Task brief
Looking at the data below, state how many lines contain "LogTarget". No other words are wanted.

== Given records ==

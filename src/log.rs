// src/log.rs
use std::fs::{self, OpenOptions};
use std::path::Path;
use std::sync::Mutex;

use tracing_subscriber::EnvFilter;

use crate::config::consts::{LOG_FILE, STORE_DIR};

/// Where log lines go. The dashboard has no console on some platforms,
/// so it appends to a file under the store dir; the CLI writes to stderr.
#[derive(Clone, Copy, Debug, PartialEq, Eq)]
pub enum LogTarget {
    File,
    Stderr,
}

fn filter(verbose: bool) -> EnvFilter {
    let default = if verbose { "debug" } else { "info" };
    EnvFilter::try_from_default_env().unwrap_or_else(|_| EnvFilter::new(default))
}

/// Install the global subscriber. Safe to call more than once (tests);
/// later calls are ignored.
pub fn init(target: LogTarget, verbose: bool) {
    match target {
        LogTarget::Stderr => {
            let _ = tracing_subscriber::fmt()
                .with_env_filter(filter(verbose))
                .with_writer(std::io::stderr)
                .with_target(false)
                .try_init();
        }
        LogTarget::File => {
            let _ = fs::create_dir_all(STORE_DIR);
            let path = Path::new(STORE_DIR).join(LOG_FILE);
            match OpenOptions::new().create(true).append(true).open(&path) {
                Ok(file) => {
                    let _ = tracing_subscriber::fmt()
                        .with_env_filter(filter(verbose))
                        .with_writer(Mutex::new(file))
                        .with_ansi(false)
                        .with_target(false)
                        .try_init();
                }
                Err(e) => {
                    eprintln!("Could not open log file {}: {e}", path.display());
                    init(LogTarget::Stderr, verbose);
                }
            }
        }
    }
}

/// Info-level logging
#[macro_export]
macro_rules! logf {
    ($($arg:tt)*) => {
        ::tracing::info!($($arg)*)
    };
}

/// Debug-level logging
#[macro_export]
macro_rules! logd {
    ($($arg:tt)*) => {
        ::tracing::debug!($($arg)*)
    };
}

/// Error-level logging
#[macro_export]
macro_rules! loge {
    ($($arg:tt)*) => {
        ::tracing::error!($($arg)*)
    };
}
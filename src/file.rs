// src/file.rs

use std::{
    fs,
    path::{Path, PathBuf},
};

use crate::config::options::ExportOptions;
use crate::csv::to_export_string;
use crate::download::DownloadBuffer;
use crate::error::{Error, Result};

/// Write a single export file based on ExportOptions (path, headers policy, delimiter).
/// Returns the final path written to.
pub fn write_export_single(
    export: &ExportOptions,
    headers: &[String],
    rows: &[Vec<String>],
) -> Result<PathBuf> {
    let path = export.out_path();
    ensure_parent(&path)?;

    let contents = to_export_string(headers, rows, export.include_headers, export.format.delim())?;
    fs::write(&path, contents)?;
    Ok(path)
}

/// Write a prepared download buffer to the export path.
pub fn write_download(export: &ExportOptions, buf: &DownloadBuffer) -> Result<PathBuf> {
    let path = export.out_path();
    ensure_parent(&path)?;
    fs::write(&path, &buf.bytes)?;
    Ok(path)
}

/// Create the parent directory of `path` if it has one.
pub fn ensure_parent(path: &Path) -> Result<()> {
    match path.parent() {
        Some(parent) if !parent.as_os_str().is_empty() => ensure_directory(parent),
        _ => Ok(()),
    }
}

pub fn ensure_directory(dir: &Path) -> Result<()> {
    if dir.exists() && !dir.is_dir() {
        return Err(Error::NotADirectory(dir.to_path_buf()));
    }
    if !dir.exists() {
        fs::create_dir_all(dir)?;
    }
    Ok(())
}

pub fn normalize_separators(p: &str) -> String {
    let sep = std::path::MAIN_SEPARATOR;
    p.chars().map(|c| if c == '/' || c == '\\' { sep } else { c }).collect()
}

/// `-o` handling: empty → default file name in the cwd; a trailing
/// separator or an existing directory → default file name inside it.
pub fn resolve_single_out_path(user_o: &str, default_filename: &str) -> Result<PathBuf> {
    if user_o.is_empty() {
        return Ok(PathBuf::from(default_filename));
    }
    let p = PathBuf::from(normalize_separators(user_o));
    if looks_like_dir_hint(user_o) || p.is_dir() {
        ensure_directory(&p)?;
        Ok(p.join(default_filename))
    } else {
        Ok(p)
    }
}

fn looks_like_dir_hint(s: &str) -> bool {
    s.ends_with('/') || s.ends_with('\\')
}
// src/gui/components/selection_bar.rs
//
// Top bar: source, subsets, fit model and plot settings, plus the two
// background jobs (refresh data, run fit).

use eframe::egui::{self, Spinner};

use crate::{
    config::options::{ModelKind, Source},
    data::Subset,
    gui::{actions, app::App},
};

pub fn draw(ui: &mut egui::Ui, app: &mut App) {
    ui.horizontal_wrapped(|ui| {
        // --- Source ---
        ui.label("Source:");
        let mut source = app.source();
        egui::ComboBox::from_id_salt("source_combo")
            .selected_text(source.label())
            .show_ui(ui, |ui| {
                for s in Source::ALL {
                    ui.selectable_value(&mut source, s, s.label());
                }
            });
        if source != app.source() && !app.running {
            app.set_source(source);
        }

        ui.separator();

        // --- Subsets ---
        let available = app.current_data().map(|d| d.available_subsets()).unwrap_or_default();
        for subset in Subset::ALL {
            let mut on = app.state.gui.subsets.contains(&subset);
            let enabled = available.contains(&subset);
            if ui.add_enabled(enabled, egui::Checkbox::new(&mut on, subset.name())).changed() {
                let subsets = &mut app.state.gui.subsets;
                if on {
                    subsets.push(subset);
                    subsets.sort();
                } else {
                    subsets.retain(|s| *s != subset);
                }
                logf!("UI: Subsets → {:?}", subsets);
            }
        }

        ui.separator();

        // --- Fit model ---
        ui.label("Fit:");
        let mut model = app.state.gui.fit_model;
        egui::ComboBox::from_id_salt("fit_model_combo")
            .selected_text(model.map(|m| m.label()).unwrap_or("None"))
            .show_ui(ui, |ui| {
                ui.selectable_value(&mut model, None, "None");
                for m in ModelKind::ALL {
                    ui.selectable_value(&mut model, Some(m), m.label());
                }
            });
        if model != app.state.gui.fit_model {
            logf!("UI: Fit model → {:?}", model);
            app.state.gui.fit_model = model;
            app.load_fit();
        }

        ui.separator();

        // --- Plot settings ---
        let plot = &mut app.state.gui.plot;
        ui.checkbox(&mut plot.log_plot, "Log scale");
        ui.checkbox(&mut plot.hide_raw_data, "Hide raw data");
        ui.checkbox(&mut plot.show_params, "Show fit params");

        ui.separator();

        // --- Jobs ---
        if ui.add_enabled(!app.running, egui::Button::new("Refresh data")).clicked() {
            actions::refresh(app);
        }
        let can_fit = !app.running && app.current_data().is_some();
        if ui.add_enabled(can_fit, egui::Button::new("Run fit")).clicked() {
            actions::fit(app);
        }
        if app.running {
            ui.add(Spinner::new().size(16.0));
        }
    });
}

===
== Given records ==

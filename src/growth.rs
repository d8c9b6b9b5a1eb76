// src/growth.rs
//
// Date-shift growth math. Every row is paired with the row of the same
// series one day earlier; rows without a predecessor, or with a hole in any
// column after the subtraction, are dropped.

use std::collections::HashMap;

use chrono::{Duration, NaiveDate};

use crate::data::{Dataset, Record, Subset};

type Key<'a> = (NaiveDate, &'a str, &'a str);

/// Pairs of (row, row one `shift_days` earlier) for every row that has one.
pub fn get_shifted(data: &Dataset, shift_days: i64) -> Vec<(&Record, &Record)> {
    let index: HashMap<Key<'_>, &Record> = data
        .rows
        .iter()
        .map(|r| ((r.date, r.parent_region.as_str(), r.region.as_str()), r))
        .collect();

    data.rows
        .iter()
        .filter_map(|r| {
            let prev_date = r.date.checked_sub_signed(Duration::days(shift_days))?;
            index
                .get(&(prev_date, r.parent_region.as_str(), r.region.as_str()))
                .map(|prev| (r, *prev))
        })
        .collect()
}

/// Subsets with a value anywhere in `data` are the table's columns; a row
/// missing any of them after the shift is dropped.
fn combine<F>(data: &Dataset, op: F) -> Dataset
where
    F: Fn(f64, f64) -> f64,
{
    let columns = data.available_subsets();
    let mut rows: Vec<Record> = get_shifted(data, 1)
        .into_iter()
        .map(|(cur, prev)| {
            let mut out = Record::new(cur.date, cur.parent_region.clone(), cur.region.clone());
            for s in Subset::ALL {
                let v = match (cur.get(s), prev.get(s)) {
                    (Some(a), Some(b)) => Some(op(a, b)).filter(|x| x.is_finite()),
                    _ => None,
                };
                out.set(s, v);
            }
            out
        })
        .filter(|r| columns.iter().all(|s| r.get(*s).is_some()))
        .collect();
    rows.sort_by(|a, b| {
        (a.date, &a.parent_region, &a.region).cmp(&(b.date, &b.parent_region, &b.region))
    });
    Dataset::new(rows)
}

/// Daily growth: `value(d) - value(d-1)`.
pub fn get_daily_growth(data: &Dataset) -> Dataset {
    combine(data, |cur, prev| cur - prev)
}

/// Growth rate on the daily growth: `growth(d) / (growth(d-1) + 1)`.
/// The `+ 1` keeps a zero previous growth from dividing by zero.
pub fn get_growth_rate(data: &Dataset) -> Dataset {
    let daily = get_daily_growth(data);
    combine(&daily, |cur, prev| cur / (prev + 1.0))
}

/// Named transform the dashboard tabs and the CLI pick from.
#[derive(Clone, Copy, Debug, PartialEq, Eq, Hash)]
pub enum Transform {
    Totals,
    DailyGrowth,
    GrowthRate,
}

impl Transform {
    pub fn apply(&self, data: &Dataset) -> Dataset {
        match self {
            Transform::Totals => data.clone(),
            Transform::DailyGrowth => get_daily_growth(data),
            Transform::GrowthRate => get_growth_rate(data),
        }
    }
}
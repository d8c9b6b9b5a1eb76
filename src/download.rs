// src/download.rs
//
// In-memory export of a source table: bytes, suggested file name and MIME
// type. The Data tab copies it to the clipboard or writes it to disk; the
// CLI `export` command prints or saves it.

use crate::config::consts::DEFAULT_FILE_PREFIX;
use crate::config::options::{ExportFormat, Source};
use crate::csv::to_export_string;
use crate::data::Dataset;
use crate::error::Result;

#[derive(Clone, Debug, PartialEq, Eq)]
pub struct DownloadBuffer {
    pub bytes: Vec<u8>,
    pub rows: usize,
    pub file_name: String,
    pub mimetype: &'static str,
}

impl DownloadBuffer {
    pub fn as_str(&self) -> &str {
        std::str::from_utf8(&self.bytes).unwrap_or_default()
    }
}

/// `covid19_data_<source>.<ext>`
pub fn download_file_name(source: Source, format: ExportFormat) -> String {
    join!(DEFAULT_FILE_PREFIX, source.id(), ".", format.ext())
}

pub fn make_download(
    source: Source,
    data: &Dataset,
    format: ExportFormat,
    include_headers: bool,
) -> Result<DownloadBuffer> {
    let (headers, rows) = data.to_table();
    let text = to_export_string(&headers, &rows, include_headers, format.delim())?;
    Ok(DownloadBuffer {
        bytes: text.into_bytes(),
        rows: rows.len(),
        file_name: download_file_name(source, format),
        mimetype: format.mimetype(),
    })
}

===
== Given records ==

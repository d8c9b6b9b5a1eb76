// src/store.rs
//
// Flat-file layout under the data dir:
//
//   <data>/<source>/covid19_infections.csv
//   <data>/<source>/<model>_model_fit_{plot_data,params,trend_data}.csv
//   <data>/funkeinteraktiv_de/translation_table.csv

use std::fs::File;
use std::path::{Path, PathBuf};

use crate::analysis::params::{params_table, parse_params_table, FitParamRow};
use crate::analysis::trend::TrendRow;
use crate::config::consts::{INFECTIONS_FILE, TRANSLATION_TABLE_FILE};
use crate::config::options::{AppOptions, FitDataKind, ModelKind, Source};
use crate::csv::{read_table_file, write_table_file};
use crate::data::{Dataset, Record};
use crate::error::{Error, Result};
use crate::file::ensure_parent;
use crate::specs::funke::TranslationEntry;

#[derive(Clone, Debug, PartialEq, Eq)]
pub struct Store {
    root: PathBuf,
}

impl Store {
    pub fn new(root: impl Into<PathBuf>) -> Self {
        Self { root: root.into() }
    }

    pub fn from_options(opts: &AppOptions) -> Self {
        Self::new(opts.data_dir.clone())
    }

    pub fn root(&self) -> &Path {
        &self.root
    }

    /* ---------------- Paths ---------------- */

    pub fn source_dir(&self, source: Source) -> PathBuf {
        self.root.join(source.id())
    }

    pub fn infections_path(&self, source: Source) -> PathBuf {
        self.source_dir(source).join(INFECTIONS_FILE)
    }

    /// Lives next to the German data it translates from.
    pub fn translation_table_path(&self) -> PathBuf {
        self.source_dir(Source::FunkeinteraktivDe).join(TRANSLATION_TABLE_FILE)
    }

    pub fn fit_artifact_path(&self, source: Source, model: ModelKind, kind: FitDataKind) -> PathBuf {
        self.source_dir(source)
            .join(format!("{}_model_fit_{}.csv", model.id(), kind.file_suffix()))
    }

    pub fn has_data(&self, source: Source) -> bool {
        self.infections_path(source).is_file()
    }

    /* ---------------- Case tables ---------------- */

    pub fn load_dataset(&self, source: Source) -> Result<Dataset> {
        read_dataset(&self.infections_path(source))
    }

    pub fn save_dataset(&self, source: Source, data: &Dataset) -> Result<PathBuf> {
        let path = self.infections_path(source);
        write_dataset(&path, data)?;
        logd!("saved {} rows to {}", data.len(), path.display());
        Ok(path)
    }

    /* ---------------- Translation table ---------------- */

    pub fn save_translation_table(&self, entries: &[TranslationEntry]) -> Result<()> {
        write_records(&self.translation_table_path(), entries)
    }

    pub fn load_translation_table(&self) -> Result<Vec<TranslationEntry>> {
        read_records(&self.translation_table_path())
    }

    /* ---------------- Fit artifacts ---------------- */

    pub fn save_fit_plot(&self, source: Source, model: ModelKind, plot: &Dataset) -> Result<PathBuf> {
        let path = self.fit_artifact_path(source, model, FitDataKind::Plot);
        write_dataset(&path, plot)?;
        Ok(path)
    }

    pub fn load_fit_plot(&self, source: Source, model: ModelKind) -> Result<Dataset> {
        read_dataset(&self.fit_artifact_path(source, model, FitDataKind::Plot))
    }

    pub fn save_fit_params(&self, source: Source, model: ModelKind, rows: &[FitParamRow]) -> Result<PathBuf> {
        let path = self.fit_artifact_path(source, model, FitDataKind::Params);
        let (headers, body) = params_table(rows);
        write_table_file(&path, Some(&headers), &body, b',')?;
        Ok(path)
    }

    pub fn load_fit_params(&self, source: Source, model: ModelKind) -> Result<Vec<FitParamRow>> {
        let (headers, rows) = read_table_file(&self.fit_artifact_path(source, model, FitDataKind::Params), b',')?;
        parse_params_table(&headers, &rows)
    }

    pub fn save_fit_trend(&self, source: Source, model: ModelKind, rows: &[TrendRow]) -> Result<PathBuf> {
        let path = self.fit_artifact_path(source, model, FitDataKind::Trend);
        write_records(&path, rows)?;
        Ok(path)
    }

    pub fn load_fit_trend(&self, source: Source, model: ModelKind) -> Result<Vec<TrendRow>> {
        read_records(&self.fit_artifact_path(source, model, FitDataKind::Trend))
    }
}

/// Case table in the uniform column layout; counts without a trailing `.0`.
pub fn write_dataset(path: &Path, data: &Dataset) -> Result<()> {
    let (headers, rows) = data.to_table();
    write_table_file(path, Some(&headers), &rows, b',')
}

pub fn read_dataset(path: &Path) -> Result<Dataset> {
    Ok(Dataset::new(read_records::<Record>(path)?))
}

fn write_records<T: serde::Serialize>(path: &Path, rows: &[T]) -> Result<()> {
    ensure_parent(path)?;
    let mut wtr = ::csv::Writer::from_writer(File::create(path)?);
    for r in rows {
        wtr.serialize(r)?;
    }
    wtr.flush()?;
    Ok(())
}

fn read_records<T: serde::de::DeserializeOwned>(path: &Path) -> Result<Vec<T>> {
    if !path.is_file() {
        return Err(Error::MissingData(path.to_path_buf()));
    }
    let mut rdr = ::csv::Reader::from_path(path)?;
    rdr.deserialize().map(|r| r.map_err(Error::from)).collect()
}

===

Result for this exercise
5